### Extracted information

use std::collections::HashMap;
use std::fmt;
use std::ops::Range;
use std::str::FromStr;

use failure::{bail, format_err};
use serde::{Deserialize, Deserializer, Serialize, Serializer};

use crate::errors::*;
use crate::slot_utils::ParsedSlot;
use crate::tokenization::Token;
use crate::utils::{substring_with_char_range, EntityName, SlotName};

const BEGINNING_PREFIX: &str = "B-";
const INSIDE_PREFIX: &str = "I-";
const LAST_PREFIX: &str = "L-";
const UNIT_PREFIX: &str = "U-";
const OUTSIDE: &str = "O";

#[derive(Debug, Copy, Clone, PartialEq, Eq, Hash)]
pub enum TagPrefix {
    Begin,
    Inside,
    Last,
    Unit,
}

impl TagPrefix {
    fn as_str(&self) -> &'static str {
        match self {
            TagPrefix::Begin => BEGINNING_PREFIX,
            TagPrefix::Inside => INSIDE_PREFIX,
            TagPrefix::Last => LAST_PREFIX,
            TagPrefix::Unit => UNIT_PREFIX,
        }
    }
}

#[derive(Debug, Clone, PartialEq, Eq, Hash)]
pub enum Tag {
    Outside,
    Slot {
        prefix: TagPrefix,
        slot_name: SlotName,
    },
}

impl Tag {
    pub fn new<S: Into<SlotName>>(prefix: TagPrefix, slot_name: S) -> Self {
        Tag::Slot {
            prefix,
            slot_name: slot_name.into(),
        }
    }

    pub fn is_outside(&self) -> bool {
        *self == Tag::Outside
    }

    pub fn slot_name(&self) -> Option<&str> {
        match self {
            Tag::Outside => None,
            Tag::Slot { slot_name, .. } => Some(slot_name),
        }
    }

    fn prefix(&self) -> Option<TagPrefix> {
        match self {
            Tag::Outside => None,
            Tag::Slot { prefix, .. } => Some(*prefix),
        }
    }
}

impl fmt::Display for Tag {
    fn fmt(&self, f: &mut fmt::Formatter) -> fmt::Result {
        match self {
            Tag::Outside => write!(f, "{}", OUTSIDE),
            Tag::Slot { prefix, slot_name } => write!(f, "{}{}", prefix.as_str(), slot_name),
        }
    }
}

impl FromStr for Tag {
    type Err = failure::Error;

    fn from_str(s: &str) -> Result<Self> {
        if s == OUTSIDE {
            return Ok(Tag::Outside);
        }
        let prefix = [
            TagPrefix::Begin,
            TagPrefix::Inside,
            TagPrefix::Last,
            TagPrefix::Unit,
        ]
        .iter()
        .find(|prefix| s.starts_with(prefix.as_str()))
        .copied()
        .ok_or_else(|| format_err!("Invalid tag: '{}'", s))?;
        let slot_name = &s[prefix.as_str().len()..];
        if slot_name.is_empty() {
            bail!("Invalid tag, missing slot name: '{}'", s);
        }
        Ok(Tag::new(prefix, slot_name))
    }
}

impl Serialize for Tag {
    fn serialize<S: Serializer>(&self, serializer: S) -> ::std::result::Result<S::Ok, S::Error> {
        serializer.collect_str(self)
    }
}

impl<'de> Deserialize<'de> for Tag {
    fn deserialize<D: Deserializer<'de>>(deserializer: D) -> ::std::result::Result<Self, D::Error> {
        let s = String::deserialize(deserializer)?;
        Tag::from_str(&s).map_err(serde::de::Error::custom)
    }
}

#[derive(Copy, Clone, Debug, PartialEq, Eq)]
pub enum TaggingScheme {
    IO,
    BIO,
    BILOU,
}

impl TaggingScheme {
    pub fn from_u8(i: u8) -> Result<TaggingScheme> {
        match i {
            0 => Ok(TaggingScheme::IO),
            1 => Ok(TaggingScheme::BIO),
            2 => Ok(TaggingScheme::BILOU),
            _ => bail!("Unknown tagging scheme identifier: {}", i),
        }
    }

    pub fn as_u8(self) -> u8 {
        match self {
            TaggingScheme::IO => 0,
            TaggingScheme::BIO => 1,
            TaggingScheme::BILOU => 2,
        }
    }

    /// Prefix of the tag at `position` within a slot spanning `span_length` tokens
    pub fn prefix(self, position: usize, span_length: usize) -> TagPrefix {
        match self {
            TaggingScheme::IO => TagPrefix::Inside,
            TaggingScheme::BIO => {
                if position == 0 {
                    TagPrefix::Begin
                } else {
                    TagPrefix::Inside
                }
            }
            TaggingScheme::BILOU => {
                if span_length == 1 {
                    TagPrefix::Unit
                } else if position == 0 {
                    TagPrefix::Begin
                } else if position + 1 == span_length {
                    TagPrefix::Last
                } else {
                    TagPrefix::Inside
                }
            }
        }
    }
}

impl Serialize for TaggingScheme {
    fn serialize<S: Serializer>(&self, serializer: S) -> ::std::result::Result<S::Ok, S::Error> {
        serializer.serialize_u8(self.as_u8())
    }
}

impl<'de> Deserialize<'de> for TaggingScheme {
    fn deserialize<D: Deserializer<'de>>(deserializer: D) -> ::std::result::Result<Self, D::Error> {
        let id = u8::deserialize(deserializer)?;
        TaggingScheme::from_u8(id).map_err(serde::de::Error::custom)
    }
}

pub fn positive_tagging(tagging_scheme: TaggingScheme, slot_name: &str, slot_size: usize) -> Vec<Tag> {
    (0..slot_size)
        .map(|position| Tag::new(tagging_scheme.prefix(position, slot_size), slot_name))
        .collect()
}

fn same_slot(lhs: &Tag, rhs: &Tag) -> bool {
    match (lhs.slot_name(), rhs.slot_name()) {
        (Some(l), Some(r)) => l == r,
        _ => false,
    }
}

fn is_start_of_slot(tags: &[Tag], i: usize, tagging_scheme: TaggingScheme) -> bool {
    if tags[i].is_outside() {
        return false;
    }
    if i == 0 || !same_slot(&tags[i - 1], &tags[i]) {
        return true;
    }
    match tagging_scheme {
        TaggingScheme::IO => false,
        TaggingScheme::BIO => tags[i].prefix() == Some(TagPrefix::Begin),
        TaggingScheme::BILOU => match (tags[i - 1].prefix(), tags[i].prefix()) {
            (_, Some(TagPrefix::Begin)) | (_, Some(TagPrefix::Unit)) => true,
            (Some(TagPrefix::Last), _) | (Some(TagPrefix::Unit), _) => true,
            _ => false,
        },
    }
}

fn is_end_of_slot(tags: &[Tag], i: usize, tagging_scheme: TaggingScheme) -> bool {
    if tags[i].is_outside() {
        return false;
    }
    if i + 1 == tags.len() || !same_slot(&tags[i], &tags[i + 1]) {
        return true;
    }
    is_start_of_slot(tags, i + 1, tagging_scheme)
}

#[derive(Debug, Clone, PartialEq)]
pub struct SlotRange {
    pub slot_name: SlotName,
    pub token_range: Range<usize>,
    pub char_range: Range<usize>,
}

/// Lenient decoding: a slot tag which does not continue the previous slot
/// starts a new one, whatever its prefix
pub fn tags_to_slot_ranges(
    tokens: &[Token],
    tags: &[Tag],
    tagging_scheme: TaggingScheme,
) -> Vec<SlotRange> {
    let mut slots: Vec<SlotRange> = Vec::with_capacity(tags.len());
    let mut current_slot_start = 0;
    for (i, tag) in tags.iter().enumerate() {
        if is_start_of_slot(tags, i, tagging_scheme) {
            current_slot_start = i;
        }
        if is_end_of_slot(tags, i, tagging_scheme) {
            if let Some(slot_name) = tag.slot_name() {
                slots.push(SlotRange {
                    slot_name: slot_name.to_string(),
                    token_range: current_slot_start..i + 1,
                    char_range: tokens[current_slot_start].char_range.start
                        ..tokens[i].char_range.end,
                });
            }
        }
    }
    slots
}

pub fn tags_to_slots(
    text: &str,
    tokens: &[Token],
    tags: &[Tag],
    tagging_scheme: TaggingScheme,
    intent_slots_mapping: &HashMap<SlotName, EntityName>,
) -> Result<Vec<ParsedSlot>> {
    tags_to_slot_ranges(tokens, tags, tagging_scheme)
        .into_iter()
        .map(|s| {
            Ok(ParsedSlot {
                value: substring_with_char_range(text, &s.char_range),
                entity: intent_slots_mapping
                    .get(&s.slot_name)
                    .ok_or_else(|| {
                        format_err!(
                            "Missing slot to entity mapping for slot name: {}",
                            s.slot_name
                        )
                    })?
                    .to_string(),
                match_range: s.char_range,
                slot_name: s.slot_name,
            })
        })
        .collect()
}

/// Label used in place of a tag unknown to a trained tagger
pub fn get_substitution_label(labels: &[Tag]) -> Option<&Tag> {
    labels
        .iter()
        .find(|label| label.is_outside())
        .or_else(|| labels.first())
}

######

- What to work on -
From the first line of the listing above through the line that contains "use crate::slot_utils::ParsedSlot;", retype every line exactly, and write nothing else.

- Task result -
use std::collections::HashMap;
use std::fmt;
use std::ops::Range;
use std::str::FromStr;

use failure::{bail, format_err};
use serde::{Deserialize, Deserializer, Serialize, Serializer};

use crate::errors::*;
use crate::slot_utils::ParsedSlot;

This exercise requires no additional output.